Lately, I’ve been contemplating the future of writers in today’s high technology society. What will become of us and the books we write? Will the paperback go the way of the compact disk? Will publishing houses disappear the way most record labels have? Will the paperback book become a lost art? I don’t know, but one thing I do know is that there will always be writers and there will always be stories to tell. What is uncertain, is what medium will sell those stories. I have several theories on what may happen in the not-to-distant future. One, and something we can all agree upon, is that ebooks will replace traditional books to a large degree. People will carry libraries of their favorites in a nearly weightless ereader the size of a sheet of paper or less. And we all know how easy it is to pirate a book and place it for free all over the internet. So, how will a writer make money? I’m nearly certain that book advances by major publishers will be non-existent within five years. I have two theories. My first, is that authors will have websites that people can join and then read the author’s books. For instance, I would charge say, 99 cents a month to read all the books I have and continue to put out.

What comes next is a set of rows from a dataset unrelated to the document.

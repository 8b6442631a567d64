//! Publication date formatting.
//!
//! CMS dates arrive as strings in a handful of shapes (`2024-03-09`,
//! `2024-03-09 14:30`, RFC 3339 timestamps). Dates with an offset are
//! normalized to UTC before the calendar date is taken.

use chrono::{DateTime, NaiveDate, NaiveDateTime, Utc};

/// Text rendered in place of a date that could not be parsed.
pub const INVALID_DATE: &str = "Invalid Date";

/// Layouts accepted for dates with a time but without an offset.
const NAIVE_DATETIME_FORMATS: &[&str] = &[
    "%Y-%m-%d %H:%M",
    "%Y-%m-%d %H:%M:%S",
    "%Y-%m-%dT%H:%M",
    "%Y-%m-%dT%H:%M:%S%.f",
];

/// Date parsing error.
#[derive(Debug, Clone, PartialEq, Eq, thiserror::Error)]
pub enum DateError {
    /// The input was empty or whitespace.
    #[error("empty date")]
    Empty,
    /// The input matched none of the accepted layouts.
    #[error("unrecognized date: {0}")]
    Unrecognized(String),
}

/// Parse a CMS date string into a calendar date.
pub fn parse_date(input: &str) -> Result<NaiveDate, DateError> {
    let input = input.trim();
    if input.is_empty() {
        return Err(DateError::Empty);
    }

    if let Ok(timestamp) = DateTime::parse_from_rfc3339(input) {
        return Ok(timestamp.with_timezone(&Utc).date_naive());
    }
    if let Ok(date) = NaiveDate::parse_from_str(input, "%Y-%m-%d") {
        return Ok(date);
    }

    NAIVE_DATETIME_FORMATS
        .iter()
        .find_map(|format| NaiveDateTime::parse_from_str(input, format).ok())
        .map(|datetime| datetime.date())
        .ok_or_else(|| DateError::Unrecognized(input.to_owned()))
}

/// Format a date as `DD.MM.YYYY`, or [`INVALID_DATE`].
///
/// # Examples
///
/// ```
/// use quill_media::format_date;
///
/// assert_eq!(format_date("1970-01-01"), "01.01.1970");
/// assert_eq!(format_date("soon"), "Invalid Date");
/// ```
pub fn format_date(input: &str) -> String {
    format_with(input, "%d.%m.%Y")
}

/// Format a date as `YYYY-MM-DD`, or [`INVALID_DATE`].
pub fn format_date_iso(input: &str) -> String {
    format_with(input, "%Y-%m-%d")
}

fn format_with(input: &str, layout: &str) -> String {
    parse_date(input).map_or_else(
        |_| INVALID_DATE.to_owned(),
        |date| date.format(layout).to_string(),
    )
}

#[cfg(test)]
mod tests {
    use super::*;
    use pretty_assertions::assert_eq;

    #[test]
    fn test_format_date_plain() {
        assert_eq!(format_date("2024-03-09"), "09.03.2024");
        assert_eq!(format_date_iso("2024-03-09"), "2024-03-09");
    }

    #[test]
    fn test_format_cms_datetime() {
        assert_eq!(format_date("2024-03-09 14:30"), "09.03.2024");
        assert_eq!(format_date("2024-03-09 14:30:15"), "09.03.2024");
        assert_eq!(format_date_iso("2024-12-31T23:59"), "2024-12-31");
        assert_eq!(format_date_iso("2024-12-31T23:59:59.123"), "2024-12-31");
    }

    #[test]
    fn test_rfc3339_normalized_to_utc() {
        assert_eq!(format_date_iso("2024-01-01T01:00:00+02:00"), "2023-12-31");
        assert_eq!(format_date("2024-06-15T10:00:00Z"), "15.06.2024");
    }

    #[test]
    fn test_surrounding_whitespace() {
        assert_eq!(format_date("  2024-03-09\n"), "09.03.2024");
    }

    #[test]
    fn test_invalid_dates() {
        assert_eq!(format_date("not a date"), INVALID_DATE);
        assert_eq!(format_date_iso("2024-02-30"), INVALID_DATE);
        assert_eq!(format_date(""), INVALID_DATE);
    }

    #[test]
    fn test_parse_errors() {
        assert_eq!(parse_date("   "), Err(DateError::Empty));
        assert_eq!(
            parse_date("tomorrow"),
            Err(DateError::Unrecognized("tomorrow".to_owned()))
        );
    }
}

No one would really own the books but they could read them everywhere and on all types of devices. This would work extremely well if you had a large following. Imagine thousands if not tens of thousands of people paying .99 cents a month. That’s a lot of scratch. My second theory on the future of authors and their books is perhaps an author will offer their ebooks for free on websites or even as stand alone novels. The twist, there would be ads on both the site and in the book. The product would be free to the reader, but companies would pay to advertise alongside or in between the pages. This could generate quite a bit of revenue if the book became big. Imagine charging a certain sum for advertising per month and then switching it up between advertisers. Again, that’s a lot of scratch. As I see it, the traditional book industry of buying a single paperback from a single author through a bookstore or website will soon become ancient history. But for the author, this opens up a whole new way of getting the world to notice you. We’ll see what the future holds.